Jennifer Aniston Brainstorms a 'Friends' Quarantine Episode

The actress thinks the group would've handled lockdown well.

Jennifer Aniston has an idea about how the Friends characters would've fared in quarantine. In an interview with Today.com, the 52-year-old actress guessed how Rachel (Aniston), Monica (Courteney Cox), Phoebe (Lisa Kudrow), Ross (David Schwimmer), Joey (Matt LeBlanc), and Chandler (Matthew Perry) would have spent their time in lockdown.

"You might have thought the cast of Friends was actually in a quarantine because all they did was hang out in the apartment, aside from the coffeehouse," she said. "But the boys would have figured out a game to play -- the one where they didn’t have to drop a ball for how many days."

Aniston noted that she and her fictional pals would have all clapped for the hospital workers nightly, and noted the friends would have been strict about remaining indoors, "except maybe not Phoebe so much, because she was a free spirit."

Even when the COVID-19 restrictions began going away, Aniston said she and the rest of the group would've still hung out with only each other.

"They would be in each other’s pods," she said. "So as long as they saw each other, which, well, that’s easy. So we would have Ross’ apartment to go to, we would have Phoebe’s apartment to go to, Rachel and Monica’s, and Joey and Chandler’s. So you have four locations so that they wouldn’t go crazy." 

One thing that wouldn't change throughout lockdown? "Someone, I think, would probably make the coffee runs," Aniston speculated. "And who would have done that? Everyone. Each and every one would've shared the duty."

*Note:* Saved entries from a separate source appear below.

//! [`HostApi`] over the `OrtApi` function table of a running ONNX Runtime.
//!
//! A custom op library receives the api base in its `RegisterCustomOps` entry point and builds its descriptors
//! from it:
//! ```rust,ignore
//! unsafe fn filter_op(api_base: *const sys::OrtApiBase) -> Result<LiteCustomOp> {
//!     let host = OrtHost::from_api_base(api_base)?;
//!     create_lite_custom_op(host, "Filter", CPU_EXECUTION_PROVIDER, filter)
//! }
//! ```
//! The descriptor is then added to a custom op domain with `CustomOpDomain_Add(domain, op.as_mut_ptr())` and must
//! outlive every session using it.

use std::ffi::{c_char, c_void, CStr};
use std::ptr::{self, NonNull};

use ort_lite_op_sys as sys;

use super::HostApi;
use crate::tensor::ElementType;
use crate::util::{IntoCpp, IntoRust};
use crate::{Error, ErrorCode, Result};

/// Call an `OrtApi` entry and turn the returned status into a `Result`.
macro_rules! ortcall {
    ($host:ident.$entry:ident($($arg:expr),* $(,)?)) => {{
        let f = OrtHost::entry($host.api().$entry, stringify!($entry))?;
        // Safety: the caller upholds the contract of the entry.
        unsafe { $host.check(f($($arg),*)) }
    }};
}

fn missing(entry: &str) -> Error {
    Error::new(
        ErrorCode::NotImplemented,
        format!("OrtApi::{entry} is not available"),
    )
}

/// The host capabilities of a loaded ONNX Runtime.
///
/// Every host error is returned as [`Error::Status`] with the code and message of the host status, which is
/// released afterwards.
pub struct OrtHost {
    api: NonNull<sys::OrtApi>,
}
// Safety: the function table is immutable and its entries may be called from any thread.
unsafe impl Send for OrtHost {}
unsafe impl Sync for OrtHost {}

impl OrtHost {
    /// Wrap the function table of the host.
    ///
    /// # Safety
    ///
    /// `api` must point to the `OrtApi` table of a loaded ONNX Runtime, or a table with the same layout and
    /// semantics, valid for the lifetime of every descriptor built with the returned host.
    pub unsafe fn new(api: *const sys::OrtApi) -> Result<Self> {
        let api =
            NonNull::new(api.cast_mut()).ok_or_else(|| Error::invalid_argument("null OrtApi"))?;
        Ok(Self { api })
    }

    /// Request the function table of [`sys::ORT_API_VERSION`] from the host entry point.
    ///
    /// # Safety
    ///
    /// `base` must be the api base the host passed to the library, see [`new`](Self::new).
    pub unsafe fn from_api_base(base: *const sys::OrtApiBase) -> Result<Self> {
        // Safety: the caller passes a valid api base or null.
        let base = unsafe { base.as_ref() }
            .ok_or_else(|| Error::invalid_argument("null OrtApiBase"))?;
        let get_api = Self::entry(base.GetApi, "GetApi")?;
        // Safety: `GetApi` accepts any version and returns null for the ones it does not provide.
        let api = unsafe { get_api(sys::ORT_API_VERSION) };
        if api.is_null() {
            return Err(Error::new(
                ErrorCode::NotImplemented,
                format!(
                    "the host does not provide API version {}",
                    sys::ORT_API_VERSION
                ),
            ));
        }
        log::debug!("using OrtApi version {}", sys::ORT_API_VERSION);
        // Safety: returned by the host for this version.
        unsafe { Self::new(api) }
    }

    /// The wrapped function table.
    pub fn as_ptr(&self) -> *const sys::OrtApi {
        self.api.as_ptr()
    }

    fn api(&self) -> &sys::OrtApi {
        // Safety: the table outlives the host object.
        unsafe { self.api.as_ref() }
    }

    fn entry<F>(entry: Option<F>, name: &str) -> Result<F> {
        entry.ok_or_else(|| missing(name))
    }

    /// Convert a status returned by the host, releasing it.
    ///
    /// # Safety
    ///
    /// `status` must be null or a status created by this host that is not used afterwards.
    unsafe fn check(&self, status: sys::OrtStatusPtr) -> Result<()> {
        if status.is_null() {
            return Ok(());
        }
        let api = self.api();
        let code = api
            .GetErrorCode
            // Safety: `status` is a live status of this host.
            .and_then(|get_code| unsafe { get_code(status) }.rs())
            .unwrap_or(ErrorCode::Fail);
        let message = match api.GetErrorMessage {
            // Safety: as above, the message is owned by the status.
            Some(get_message) => match unsafe { get_message(status) } {
                msg if msg.is_null() => String::new(),
                msg => unsafe { CStr::from_ptr(msg) }
                    .to_string_lossy()
                    .into_owned(),
            },
            None => String::new(),
        };
        if let Some(release) = api.ReleaseStatus {
            // Safety: the status is not used after this point.
            unsafe { release(status) };
        }
        Err(Error::new(code, message))
    }

    /// # Safety
    ///
    /// `info` must be a live type and shape info of this host.
    unsafe fn read_type_and_shape(
        &self,
        info: *const sys::OrtTensorTypeAndShapeInfo,
    ) -> Result<(ElementType, Vec<i64>)> {
        let mut raw_elem = sys::ONNXTensorElementDataType::ONNX_TENSOR_ELEMENT_DATA_TYPE_UNDEFINED;
        ortcall!(self.GetTensorElementType(info, &mut raw_elem))?;
        let elem = ElementType::from_raw(raw_elem).ok_or_else(|| {
            Error::new(
                ErrorCode::NotImplemented,
                format!("tensor element type {raw_elem:?} is not supported"),
            )
        })?;
        let mut rank = 0;
        ortcall!(self.GetDimensionsCount(info, &mut rank))?;
        let mut dims = vec![0_i64; rank];
        ortcall!(self.GetDimensions(info, dims.as_mut_ptr(), rank))?;
        Ok((elem, dims))
    }
}
impl std::fmt::Debug for OrtHost {
    fn fmt(&self, f: &mut std::fmt::Formatter) -> std::fmt::Result {
        f.debug_struct("OrtHost").field("api", &self.api).finish()
    }
}

unsafe impl HostApi for OrtHost {
    unsafe fn kernel_context_input_count(
        &self,
        context: *const sys::OrtKernelContext,
    ) -> Result<usize> {
        let mut count = 0;
        ortcall!(self.KernelContext_GetInputCount(context, &mut count))?;
        Ok(count)
    }

    unsafe fn kernel_context_output_count(
        &self,
        context: *const sys::OrtKernelContext,
    ) -> Result<usize> {
        let mut count = 0;
        ortcall!(self.KernelContext_GetOutputCount(context, &mut count))?;
        Ok(count)
    }

    unsafe fn kernel_context_input(
        &self,
        context: *const sys::OrtKernelContext,
        index: usize,
    ) -> Result<*const sys::OrtValue> {
        let mut value = ptr::null();
        ortcall!(self.KernelContext_GetInput(context, index, &mut value))?;
        Ok(value)
    }

    unsafe fn kernel_context_output(
        &self,
        context: *mut sys::OrtKernelContext,
        index: usize,
        dims: &[i64],
    ) -> Result<*mut sys::OrtValue> {
        let mut value = ptr::null_mut();
        ortcall!(self.KernelContext_GetOutput(
            context,
            index,
            dims.as_ptr(),
            dims.len(),
            &mut value
        ))?;
        Ok(value)
    }

    unsafe fn tensor_type_and_shape(
        &self,
        value: *const sys::OrtValue,
    ) -> Result<(ElementType, Vec<i64>)> {
        let mut info = ptr::null_mut();
        ortcall!(self.GetTensorTypeAndShape(value, &mut info))?;
        // Safety: the info was just created by the host.
        let result = unsafe { self.read_type_and_shape(info) };
        if let Some(release) = self.api().ReleaseTensorTypeAndShapeInfo {
            // Safety: the info is not used after this point.
            unsafe { release(info) };
        }
        result
    }

    unsafe fn tensor_data(&self, value: *const sys::OrtValue) -> Result<*const c_void> {
        // the table of this API version has no read only accessor
        let data = unsafe { self.tensor_mutable_data(value.cast_mut()) }?;
        Ok(data.cast_const())
    }

    unsafe fn tensor_mutable_data(&self, value: *mut sys::OrtValue) -> Result<*mut c_void> {
        let mut data = ptr::null_mut();
        ortcall!(self.GetTensorMutableData(value, &mut data))?;
        Ok(data)
    }

    unsafe fn string_tensor_data_length(&self, value: *const sys::OrtValue) -> Result<usize> {
        let mut len = 0;
        ortcall!(self.GetStringTensorDataLength(value, &mut len))?;
        Ok(len)
    }

    unsafe fn string_tensor_content(
        &self,
        value: *const sys::OrtValue,
        buf: &mut [u8],
        offsets: &mut [usize],
    ) -> Result<()> {
        ortcall!(self.GetStringTensorContent(
            value,
            buf.as_mut_ptr().cast(),
            buf.len(),
            offsets.as_mut_ptr(),
            offsets.len()
        ))
    }

    unsafe fn fill_string_tensor(
        &self,
        value: *mut sys::OrtValue,
        strings: &[*const c_char],
    ) -> Result<()> {
        ortcall!(self.FillStringTensor(value, strings.as_ptr(), strings.len()))
    }

    unsafe fn kernel_info_input_count(&self, info: *const sys::OrtKernelInfo) -> Result<usize> {
        let mut count = 0;
        ortcall!(self.KernelInfo_GetInputCount(info, &mut count))?;
        Ok(count)
    }

    unsafe fn kernel_info_output_count(&self, info: *const sys::OrtKernelInfo) -> Result<usize> {
        let mut count = 0;
        ortcall!(self.KernelInfo_GetOutputCount(info, &mut count))?;
        Ok(count)
    }

    fn create_status(&self, code: ErrorCode, message: &CStr) -> sys::OrtStatusPtr {
        match self.api().CreateStatus {
            // Safety: the message is NUL terminated and copied by the host.
            Some(create) => unsafe { create(code.cpp(), message.as_ptr()) },
            None => {
                log::error!(
                    "OrtApi::CreateStatus is not available, dropping error {code:?}: {message:?}"
                );
                ptr::null_mut()
            }
        }
    }

    #[cfg(any(feature = "cuda", feature = "dml"))]
    unsafe fn kernel_context_resource(
        &self,
        context: *const sys::OrtKernelContext,
        resource_version: i32,
        resource_id: i32,
    ) -> Result<*mut c_void> {
        let mut resource = ptr::null_mut();
        ortcall!(self.KernelContext_GetResource(
            context,
            resource_version,
            resource_id,
            &mut resource
        ))?;
        Ok(resource)
    }
}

Aniston's idea for a quarantine episode comes after the Friends cast reunited for a long-awaited HBO special. During the reunion, Aniston and Schwimmer revealed they had real-life crushes on each other while they were playing love interests on the show. The news sent fans into a frenzy, which Aniston credited to both the Ross-Rachel storyline and her chemistry with her co-star.

"I think there was something about unrequited love and really investing in those [relationships]. I think David and I loved each other -- we love each other still to this day -- so I do think there was something that had to do with that," she said. "And you were investing in something that was very relatable: the one that you never could have or the one you wanted to be with but they couldn't quite get it together."

As for the show as a whole, Aniston said making it was "the greatest time in my life."

"I've had so many gorgeous times in my life but that was such a specific experience... how it affected all of our careers," she said. "We didn't understand in those four walls of stage 24 the impact that it was having on the world, which was also... crazy. Talk about emotions."

"... To have an opportunity to land on people's hearts all over the world, that's kind of incredible, whether it was helping them with grief, mental illness, illness of any kind of disease, learning how to speak English," she added. "It's just sort of a very... you can't really explain it."